Schmielau Jan, Teschendorf Christian, König Matthias, Schmiegel Wolff, Graeven Ullrich
Department of Hematology and Oncology, Sana Kliniken Lübeck, Lübeck, Germany.
Leuk Lymphoma. 2005 Apr;46(4):567-9. doi: 10.1080/10428190400029700.
The use of the proteasome inhibitor bortezomib has been recently introduced into the treatment of relapsed, refractory multiple myeloma (MM). We here demonstrate a case of a patient with IgD MM who was successfully treated with a combination of bortezomib, thalidomide, and dexamethasone. Relapse of the disease occurred following tandem autologous transplantation and was refractory to a salvage therapy consisting of thalidomide, cyclophosphamide, etoposide, and dexamethasone. While the administration of thalidomide was continued, the addition of bortezomib and dexamethasone led to a complete remission after 2 cycles of therapy. The feasibility of this treatment is supported by a recently reported phase I/II trial that used a lower dose of thalidomide in combination with an equal dose of bortezomib. This is the first report of a patient with IgD MM treated accordingly, suggesting that this entity is highly sensitive to the novel therapy.
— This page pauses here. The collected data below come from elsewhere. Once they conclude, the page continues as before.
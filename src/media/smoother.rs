// src/media/smoother.rs - DTS/PTS repair for the output muxer
//
// Pure integer state machine, no FFmpeg types: the pusher maps
// AV_NOPTS_VALUE to None on the way in and writes the result back as
// both pts and dts. Guarantees to the muxer: strictly monotonically
// increasing output, every increment >= min_increment.

use std::collections::VecDeque;

const MAX_HISTORY: usize = 10;

#[derive(Debug, Clone, Copy, PartialEq)]
pub struct SmootherParams {
    /// Exponential-smoothing weight of the raw increment, clamped to
    /// [0.01, 1.0].
    pub smoothing_factor: f64,
    /// Increments above this are smoothed; backward jumps below the
    /// negated value (or forward beyond twice it) count as a wrap.
    pub max_jump: i64,
    pub min_increment: i64,
}

impl SmootherParams {
    pub fn conservative() -> Self {
        Self {
            smoothing_factor: 0.05,
            max_jump: 180_000,
            min_increment: 1_000,
        }
    }

    pub fn looping() -> Self {
        Self {
            smoothing_factor: 0.10,
            max_jump: 45_000,
            min_increment: 2_000,
        }
    }

    pub fn aggressive() -> Self {
        Self {
            smoothing_factor: 0.30,
            max_jump: 30_000,
            min_increment: 3_000,
        }
    }

    fn clamped(mut self) -> Self {
        self.smoothing_factor = self.smoothing_factor.clamp(0.01, 1.0);
        self
    }
}

impl Default for SmootherParams {
    fn default() -> Self {
        Self {
            smoothing_factor: 0.10,
            max_jump: 90_000,
            min_increment: 3_000,
        }
    }
}

#[derive(Debug, Clone, Copy, PartialEq, Default)]
pub struct SmootherStats {
    pub total_packets: u64,
    pub corrected_packets: u64,
    pub correction_rate: f64,
}

#[derive(Default)]
pub struct TimestampSmoother {
    params: SmootherParams,
    history: VecDeque<i64>,
    last_output: Option<i64>,
    base: Option<i64>,
    offset: i64,
    total: u64,
    corrected: u64,
}

impl TimestampSmoother {
    pub fn new(params: SmootherParams) -> Self {
        Self {
            params: params.clamped(),
            ..Self::default()
        }
    }

    pub fn set_params(&mut self, params: SmootherParams) {
        self.params = params.clamped();
    }

    pub fn params(&self) -> SmootherParams {
        self.params
    }

    /// Forget all stream state; counters restart too.
    pub fn reset(&mut self) {
        self.history.clear();
        self.last_output = None;
        self.base = None;
        self.offset = 0;
        self.total = 0;
        self.corrected = 0;
    }

    pub fn stats(&self) -> SmootherStats {
        SmootherStats {
            total_packets: self.total,
            corrected_packets: self.corrected,
            correction_rate: if self.total > 0 {
                self.corrected as f64 / self.total as f64
            } else {
                0.0
            },
        }
    }

    fn push_output(&mut self, out: i64) -> i64 {
        self.history.push_back(out);
        if self.history.len() > MAX_HISTORY {
            self.history.pop_front();
        }
        self.last_output = Some(out);
        out
    }

    /// Mean of consecutive diffs over the output history, blended with
    /// the raw increment by the smoothing factor; never below
    /// min_increment.
    fn smooth_increment(&self, raw: i64) -> i64 {
        let avg = if self.history.len() >= 2 {
            let mut sum = 0i64;
            let mut prev = None;
            for &v in &self.history {
                if let Some(p) = prev {
                    sum += v - p;
                }
                prev = Some(v);
            }
            sum / (self.history.len() as i64 - 1)
        } else {
            self.params.min_increment
        };

        let a = self.params.smoothing_factor;
        let smoothed = (a * raw as f64 + (1.0 - a) * avg as f64).round() as i64;
        smoothed.max(self.params.min_increment)
    }

    /// Map one input pts (None for AV_NOPTS_VALUE) to the output
    /// timestamp. The result is also the dts.
    pub fn process(&mut self, input: Option<i64>) -> i64 {
        self.total += 1;
        let min_inc = self.params.min_increment;

        let Some(pts) = input else {
            // The base stays unset until a known pts arrives, so a
            // stream opening with unknowns re-anchors below.
            let out = match self.last_output {
                None => 0,
                Some(last) => last + min_inc,
            };
            self.corrected += 1;
            return self.push_output(out);
        };

        let Some(base) = self.base else {
            return match self.last_output {
                None => {
                    self.base = Some(pts);
                    self.offset = 0;
                    self.push_output(0)
                }
                Some(last) => {
                    // Known timestamps begin after a run of unknowns:
                    // re-anchor like a wrap so continuity holds.
                    self.base = Some(pts);
                    self.offset = last + min_inc;
                    self.corrected += 1;
                    self.push_output(self.offset)
                }
            };
        };

        // Wrap detection against the most recent output (initially the
        // base itself): a hard backward jump or a jump past twice the
        // threshold re-anchors the base.
        let last_seen = self.history.back().copied().unwrap_or(base);
        let last = self.last_output.unwrap_or(0);
        let mut base = base;
        let diff = pts - last_seen;
        if diff < -self.params.max_jump || diff > 2 * self.params.max_jump {
            self.offset += last + min_inc;
            base = pts;
            self.base = Some(pts);
            self.corrected += 1;
        }

        let mut relative = pts - base + self.offset;
        if relative <= last {
            relative = last + min_inc;
            self.corrected += 1;
        } else if relative - last > self.params.max_jump {
            relative = last + self.smooth_increment(relative - last);
            self.corrected += 1;
        }

        self.push_output(relative)
    }
}

#[cfg(test)]
mod tests {
    use super::*;

    fn run(smoother: &mut TimestampSmoother, inputs: &[Option<i64>]) -> Vec<i64> {
        inputs.iter().map(|&pts| smoother.process(pts)).collect()
    }

    #[test]
    fn test_normal_sequence_is_translated() {
        let mut s = TimestampSmoother::new(SmootherParams::default());
        let outputs = run(
            &mut s,
            &[Some(0), Some(3000), Some(6000), Some(9000), Some(12000)],
        );
        assert_eq!(outputs, vec![0, 3000, 6000, 9000, 12000]);
        assert_eq!(s.stats().corrected_packets, 0);
    }

    #[test]
    fn test_good_stream_with_nonzero_origin_is_pure_translation() {
        // Strictly increasing input with all increments inside
        // [min_increment, max_jump] maps to input minus origin.
        let mut s = TimestampSmoother::new(SmootherParams::default());
        let inputs = [50_000i64, 53_000, 59_000, 62_500, 70_000];
        let outputs = run(&mut s, &inputs.map(Some));
        let expected: Vec<i64> = inputs.iter().map(|v| v - inputs[0]).collect();
        assert_eq!(outputs, expected);
        assert_eq!(s.stats().corrected_packets, 0);
    }

    #[test]
    fn test_looping_file_scenario() {
        let mut s = TimestampSmoother::new(SmootherParams::default());
        let inputs = [
            100_000i64, 103_000, 106_000, 109_000, 112_000, 0, 3_000, 6_000, 9_000, 115_000,
        ];
        let outputs = run(&mut s, &inputs.map(Some));
        assert_eq!(
            outputs,
            vec![0, 3_000, 6_000, 9_000, 12_000, 15_000, 18_000, 21_000, 24_000, 27_000]
        );
        assert!(s.stats().corrected_packets >= 1);
    }

    #[test]
    fn test_unknown_timestamps_scenario() {
        let mut s = TimestampSmoother::new(SmootherParams::default());
        let outputs = run(&mut s, &[None, Some(3000), None, Some(9000)]);
        assert_eq!(outputs, vec![0, 3000, 6000, 9000]);
        assert_eq!(s.stats().corrected_packets, 3);
    }

    #[test]
    fn test_monotonic_invariant_under_hostile_input() {
        let mut s = TimestampSmoother::new(SmootherParams::default());
        let inputs = [
            Some(0),
            Some(3000),
            Some(6000),
            Some(150_000),
            Some(153_000),
            Some(9000),
            None,
            Some(12_000),
            Some(-50_000),
            None,
        ];
        let outputs = run(&mut s, &inputs);
        for pair in outputs.windows(2) {
            assert!(
                pair[1] - pair[0] >= s.params().min_increment,
                "increment violated: {outputs:?}"
            );
        }
        assert!(s.stats().corrected_packets > 0);
    }

    #[test]
    fn test_large_jump_is_smoothed() {
        let mut s = TimestampSmoother::new(SmootherParams::default());
        // 150_000 is past max_jump but short of the wrap threshold, so
        // the increment is blended: round(0.1 * 144000 + 0.9 * 3000).
        let outputs = run(&mut s, &[Some(0), Some(3000), Some(6000), Some(150_000)]);
        assert_eq!(outputs[3], 6000 + 17_100);
        assert_eq!(s.stats().corrected_packets, 1);
    }

    #[test]
    fn test_jump_past_wrap_threshold_reanchors() {
        let mut s = TimestampSmoother::new(SmootherParams::default());
        // 500_000 exceeds twice max_jump relative to the last output:
        // treated as a wrap, output advances by min_increment.
        let outputs = run(&mut s, &[Some(0), Some(3000), Some(6000), Some(500_000)]);
        assert_eq!(outputs[3], 9000);
        assert_eq!(s.stats().corrected_packets, 1);
    }

    #[test]
    fn test_backward_wrap_reanchors_base() {
        let mut s = TimestampSmoother::new(SmootherParams::looping());
        // -50_000 against the last output 3_000 is a backward jump past
        // -max_jump: the base re-anchors and output continues at
        // last + min_increment.
        let outputs = run(&mut s, &[Some(0), Some(3_000), Some(-50_000)]);
        assert_eq!(outputs, vec![0, 3_000, 5_000]);
        assert_eq!(s.stats().corrected_packets, 1);
    }

    #[test]
    fn test_reset_clears_counters_and_state() {
        let mut s = TimestampSmoother::new(SmootherParams::default());
        run(&mut s, &[Some(1000), None, Some(9000)]);
        s.reset();
        assert_eq!(s.stats(), SmootherStats::default());
        let outputs = run(&mut s, &[Some(777), Some(3777)]);
        assert_eq!(outputs, vec![0, 3000]);
    }

    #[test]
    fn test_factor_clamping() {
        let s = TimestampSmoother::new(SmootherParams {
            smoothing_factor: 7.0,
            ..SmootherParams::default()
        });
        assert_eq!(s.params().smoothing_factor, 1.0);
        let s = TimestampSmoother::new(SmootherParams {
            smoothing_factor: 0.0,
            ..SmootherParams::default()
        });
        assert_eq!(s.params().smoothing_factor, 0.01);
    }

    #[test]
    fn test_presets() {
        assert_eq!(SmootherParams::conservative().min_increment, 1_000);
        assert_eq!(SmootherParams::default().max_jump, 90_000);
        assert_eq!(SmootherParams::looping().max_jump, 45_000);
        assert_eq!(SmootherParams::aggressive().smoothing_factor, 0.30);
    }

    #[test]
    fn test_stats_rate() {
        let mut s = TimestampSmoother::new(SmootherParams::default());
        run(&mut s, &[None, None, Some(5000), Some(8000)]);
        let stats = s.stats();
        assert_eq!(stats.total_packets, 4);
        assert_eq!(stats.corrected_packets, 3);
        assert!((stats.correction_rate - 0.75).abs() < 1e-9);
    }
}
蛋白酶体抑制剂硼替佐米最近已被用于复发性、难治性多发性骨髓瘤(MM)的治疗。我们在此展示了一例IgD型MM患者,该患者通过硼替佐米、沙利度胺和地塞米松联合治疗获得成功。疾病在串联自体移植后复发,且对由沙利度胺、环磷酰胺、依托泊苷和地塞米松组成的挽救疗法耐药。在继续使用沙利度胺的同时,加用硼替佐米和地塞米松,经过2个周期的治疗后实现了完全缓解。最近报道的一项I/II期试验支持了这种治疗的可行性,该试验使用了较低剂量的沙利度胺并联合等量的硼替佐米。这是首例按此方案治疗的IgD型MM患者的报告,表明该类型对这种新疗法高度敏感。